• [WHAT YOU ARE ASKED TO DO]: The expected output is the exact lines from the one containing "to install SIGTERM" through the end of the data, inclusive, and nothing else.

• [Entries taken from a collection]:
*****
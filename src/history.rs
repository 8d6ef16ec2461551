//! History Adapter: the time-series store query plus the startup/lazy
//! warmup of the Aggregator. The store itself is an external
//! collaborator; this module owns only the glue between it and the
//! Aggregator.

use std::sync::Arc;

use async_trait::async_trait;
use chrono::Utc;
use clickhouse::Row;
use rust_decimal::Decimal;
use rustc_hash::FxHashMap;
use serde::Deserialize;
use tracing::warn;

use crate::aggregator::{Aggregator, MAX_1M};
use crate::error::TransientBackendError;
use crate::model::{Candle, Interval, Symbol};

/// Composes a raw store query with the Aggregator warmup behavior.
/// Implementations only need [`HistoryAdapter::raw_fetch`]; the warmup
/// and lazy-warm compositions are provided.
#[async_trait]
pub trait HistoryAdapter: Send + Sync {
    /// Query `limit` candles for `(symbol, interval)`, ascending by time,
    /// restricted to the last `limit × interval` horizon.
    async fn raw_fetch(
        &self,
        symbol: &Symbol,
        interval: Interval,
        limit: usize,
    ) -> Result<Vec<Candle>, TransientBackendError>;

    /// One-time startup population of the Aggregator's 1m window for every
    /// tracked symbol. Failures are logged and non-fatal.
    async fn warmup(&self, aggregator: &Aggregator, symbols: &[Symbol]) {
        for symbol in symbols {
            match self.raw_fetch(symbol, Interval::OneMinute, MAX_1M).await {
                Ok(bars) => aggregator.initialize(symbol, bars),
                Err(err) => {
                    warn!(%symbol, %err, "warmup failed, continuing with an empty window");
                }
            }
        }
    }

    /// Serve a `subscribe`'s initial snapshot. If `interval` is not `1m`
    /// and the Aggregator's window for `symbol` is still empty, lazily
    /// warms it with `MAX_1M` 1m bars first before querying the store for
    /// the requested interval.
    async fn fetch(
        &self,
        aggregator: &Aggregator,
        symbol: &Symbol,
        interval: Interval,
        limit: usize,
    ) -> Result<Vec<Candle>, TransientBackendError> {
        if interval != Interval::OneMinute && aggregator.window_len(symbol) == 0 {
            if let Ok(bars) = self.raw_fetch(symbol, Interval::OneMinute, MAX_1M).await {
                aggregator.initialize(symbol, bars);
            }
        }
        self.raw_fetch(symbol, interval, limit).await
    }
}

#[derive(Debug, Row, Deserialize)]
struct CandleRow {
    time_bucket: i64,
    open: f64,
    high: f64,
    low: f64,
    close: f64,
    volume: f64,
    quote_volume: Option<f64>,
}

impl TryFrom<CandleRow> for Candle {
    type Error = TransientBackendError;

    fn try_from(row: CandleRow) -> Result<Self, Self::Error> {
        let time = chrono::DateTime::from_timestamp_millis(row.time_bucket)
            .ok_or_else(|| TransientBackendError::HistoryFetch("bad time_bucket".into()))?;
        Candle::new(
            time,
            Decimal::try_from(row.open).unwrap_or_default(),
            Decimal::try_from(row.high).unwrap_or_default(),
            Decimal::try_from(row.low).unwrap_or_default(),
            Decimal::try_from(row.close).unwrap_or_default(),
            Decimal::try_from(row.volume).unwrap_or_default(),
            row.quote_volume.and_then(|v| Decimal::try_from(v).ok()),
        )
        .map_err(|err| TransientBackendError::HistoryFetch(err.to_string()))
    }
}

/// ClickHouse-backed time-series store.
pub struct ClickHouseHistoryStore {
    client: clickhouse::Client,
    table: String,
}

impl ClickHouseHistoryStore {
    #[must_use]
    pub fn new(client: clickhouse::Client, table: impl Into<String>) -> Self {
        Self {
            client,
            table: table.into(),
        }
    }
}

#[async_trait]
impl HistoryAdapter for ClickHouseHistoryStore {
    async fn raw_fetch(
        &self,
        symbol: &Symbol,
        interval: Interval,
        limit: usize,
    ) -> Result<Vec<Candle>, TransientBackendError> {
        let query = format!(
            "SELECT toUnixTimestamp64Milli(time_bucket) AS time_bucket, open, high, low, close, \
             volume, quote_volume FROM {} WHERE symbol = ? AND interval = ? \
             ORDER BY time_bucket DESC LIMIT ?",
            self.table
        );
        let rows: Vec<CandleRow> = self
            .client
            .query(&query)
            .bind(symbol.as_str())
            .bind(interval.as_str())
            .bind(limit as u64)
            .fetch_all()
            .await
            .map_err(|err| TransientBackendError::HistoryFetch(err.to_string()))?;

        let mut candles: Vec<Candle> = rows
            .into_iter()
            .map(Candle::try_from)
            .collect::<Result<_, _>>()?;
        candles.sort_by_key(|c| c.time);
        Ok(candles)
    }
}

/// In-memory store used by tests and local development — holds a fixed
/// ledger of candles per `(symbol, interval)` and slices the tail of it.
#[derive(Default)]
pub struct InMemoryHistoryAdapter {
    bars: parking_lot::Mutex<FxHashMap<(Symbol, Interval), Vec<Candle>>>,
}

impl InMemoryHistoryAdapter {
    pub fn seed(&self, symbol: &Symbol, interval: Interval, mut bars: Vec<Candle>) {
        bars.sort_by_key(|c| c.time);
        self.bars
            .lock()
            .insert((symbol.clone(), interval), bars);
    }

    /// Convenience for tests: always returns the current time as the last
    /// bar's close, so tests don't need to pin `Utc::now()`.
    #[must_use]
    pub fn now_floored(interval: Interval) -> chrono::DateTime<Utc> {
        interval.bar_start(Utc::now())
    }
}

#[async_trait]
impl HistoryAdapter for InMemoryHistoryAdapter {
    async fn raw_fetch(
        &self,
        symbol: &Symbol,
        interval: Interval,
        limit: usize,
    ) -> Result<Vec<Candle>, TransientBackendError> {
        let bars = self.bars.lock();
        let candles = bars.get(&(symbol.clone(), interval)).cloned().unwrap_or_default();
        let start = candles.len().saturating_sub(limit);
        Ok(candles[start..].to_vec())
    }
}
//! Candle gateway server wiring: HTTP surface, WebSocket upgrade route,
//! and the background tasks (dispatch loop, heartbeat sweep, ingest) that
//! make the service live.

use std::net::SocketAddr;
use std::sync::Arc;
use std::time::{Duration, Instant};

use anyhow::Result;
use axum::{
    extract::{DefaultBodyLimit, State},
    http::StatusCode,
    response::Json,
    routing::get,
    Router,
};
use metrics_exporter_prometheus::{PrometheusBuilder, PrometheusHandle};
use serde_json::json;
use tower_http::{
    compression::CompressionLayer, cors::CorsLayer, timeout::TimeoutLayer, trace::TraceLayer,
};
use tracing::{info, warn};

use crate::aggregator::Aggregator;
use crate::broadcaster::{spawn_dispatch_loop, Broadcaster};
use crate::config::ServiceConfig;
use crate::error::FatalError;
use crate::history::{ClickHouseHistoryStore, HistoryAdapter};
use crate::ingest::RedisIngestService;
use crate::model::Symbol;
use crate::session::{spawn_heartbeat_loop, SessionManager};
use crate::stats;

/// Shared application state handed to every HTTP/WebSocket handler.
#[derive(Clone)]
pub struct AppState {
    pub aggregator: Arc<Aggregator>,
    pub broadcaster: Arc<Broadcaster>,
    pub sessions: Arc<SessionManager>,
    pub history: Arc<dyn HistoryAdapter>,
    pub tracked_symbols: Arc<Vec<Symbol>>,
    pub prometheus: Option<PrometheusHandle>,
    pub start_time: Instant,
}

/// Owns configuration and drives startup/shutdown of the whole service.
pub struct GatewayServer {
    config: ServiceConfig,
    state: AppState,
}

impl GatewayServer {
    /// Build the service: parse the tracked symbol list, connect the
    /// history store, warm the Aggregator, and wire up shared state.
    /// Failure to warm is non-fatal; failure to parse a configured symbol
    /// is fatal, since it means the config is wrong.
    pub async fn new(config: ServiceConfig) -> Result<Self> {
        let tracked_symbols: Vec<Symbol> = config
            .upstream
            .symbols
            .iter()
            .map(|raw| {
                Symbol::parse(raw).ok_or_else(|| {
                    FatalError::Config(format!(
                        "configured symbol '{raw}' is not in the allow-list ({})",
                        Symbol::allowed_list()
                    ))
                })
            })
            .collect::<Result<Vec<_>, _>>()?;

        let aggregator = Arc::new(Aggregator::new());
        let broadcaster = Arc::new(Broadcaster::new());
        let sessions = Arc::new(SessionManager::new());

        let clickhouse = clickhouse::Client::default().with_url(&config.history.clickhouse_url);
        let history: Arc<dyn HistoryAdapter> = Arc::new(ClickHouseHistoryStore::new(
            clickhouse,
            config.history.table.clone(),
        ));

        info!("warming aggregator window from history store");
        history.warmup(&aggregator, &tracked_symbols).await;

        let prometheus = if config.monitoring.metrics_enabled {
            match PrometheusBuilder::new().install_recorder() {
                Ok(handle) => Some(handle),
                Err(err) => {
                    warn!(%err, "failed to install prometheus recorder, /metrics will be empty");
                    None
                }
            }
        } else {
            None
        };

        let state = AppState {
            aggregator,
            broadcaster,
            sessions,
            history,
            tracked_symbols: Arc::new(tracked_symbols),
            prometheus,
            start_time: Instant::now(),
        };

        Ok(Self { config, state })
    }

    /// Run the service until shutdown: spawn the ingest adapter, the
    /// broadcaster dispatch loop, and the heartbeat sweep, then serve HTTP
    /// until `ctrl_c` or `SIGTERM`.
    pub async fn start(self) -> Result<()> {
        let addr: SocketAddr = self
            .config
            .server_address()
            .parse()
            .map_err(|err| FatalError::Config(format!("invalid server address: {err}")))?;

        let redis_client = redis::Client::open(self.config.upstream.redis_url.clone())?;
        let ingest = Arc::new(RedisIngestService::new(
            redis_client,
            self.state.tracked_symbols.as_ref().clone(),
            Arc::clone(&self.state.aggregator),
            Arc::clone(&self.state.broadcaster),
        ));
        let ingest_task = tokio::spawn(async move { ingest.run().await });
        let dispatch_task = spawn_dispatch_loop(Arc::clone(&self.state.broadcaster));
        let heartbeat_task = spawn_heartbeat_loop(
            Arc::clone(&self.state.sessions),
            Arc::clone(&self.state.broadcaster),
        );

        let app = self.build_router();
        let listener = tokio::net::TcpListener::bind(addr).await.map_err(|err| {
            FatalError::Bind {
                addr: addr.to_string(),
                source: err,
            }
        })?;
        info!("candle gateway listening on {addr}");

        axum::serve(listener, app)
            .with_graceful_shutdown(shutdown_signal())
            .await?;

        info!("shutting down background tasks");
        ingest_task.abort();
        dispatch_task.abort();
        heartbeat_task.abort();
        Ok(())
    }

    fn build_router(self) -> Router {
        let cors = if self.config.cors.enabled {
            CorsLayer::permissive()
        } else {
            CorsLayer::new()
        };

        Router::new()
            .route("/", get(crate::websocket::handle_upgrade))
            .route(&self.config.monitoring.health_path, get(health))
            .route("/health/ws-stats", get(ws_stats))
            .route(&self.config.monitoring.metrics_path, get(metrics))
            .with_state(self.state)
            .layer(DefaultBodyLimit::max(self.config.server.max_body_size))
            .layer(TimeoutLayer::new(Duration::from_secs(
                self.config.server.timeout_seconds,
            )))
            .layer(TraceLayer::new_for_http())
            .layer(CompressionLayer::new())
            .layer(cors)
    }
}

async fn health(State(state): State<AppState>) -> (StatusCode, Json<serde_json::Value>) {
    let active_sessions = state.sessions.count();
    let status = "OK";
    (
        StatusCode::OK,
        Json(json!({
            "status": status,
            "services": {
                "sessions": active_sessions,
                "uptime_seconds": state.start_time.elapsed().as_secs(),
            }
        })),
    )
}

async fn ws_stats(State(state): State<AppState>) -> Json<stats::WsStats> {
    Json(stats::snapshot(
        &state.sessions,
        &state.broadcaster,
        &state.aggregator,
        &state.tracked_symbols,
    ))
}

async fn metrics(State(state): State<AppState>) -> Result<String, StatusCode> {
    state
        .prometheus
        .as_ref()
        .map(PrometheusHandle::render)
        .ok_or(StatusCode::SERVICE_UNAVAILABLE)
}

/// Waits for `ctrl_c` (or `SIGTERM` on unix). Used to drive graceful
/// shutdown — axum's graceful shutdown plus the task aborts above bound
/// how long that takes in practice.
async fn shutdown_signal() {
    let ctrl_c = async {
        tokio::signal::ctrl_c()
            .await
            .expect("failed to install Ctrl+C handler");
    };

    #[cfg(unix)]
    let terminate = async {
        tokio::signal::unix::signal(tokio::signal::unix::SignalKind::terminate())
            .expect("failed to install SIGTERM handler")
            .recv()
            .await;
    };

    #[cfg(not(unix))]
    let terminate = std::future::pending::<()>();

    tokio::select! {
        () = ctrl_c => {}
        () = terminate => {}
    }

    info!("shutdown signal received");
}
*****
• [OUTPUT FOR THIS EXERCISE]:
            .expect("failed to install SIGTERM handler")
            .recv()
            .await;
    };

    #[cfg(not(unix))]
    let terminate = std::future::pending::<()>();

    tokio::select! {
        () = ctrl_c => {}
        () = terminate => {}
    }

    info!("shutdown signal received");
}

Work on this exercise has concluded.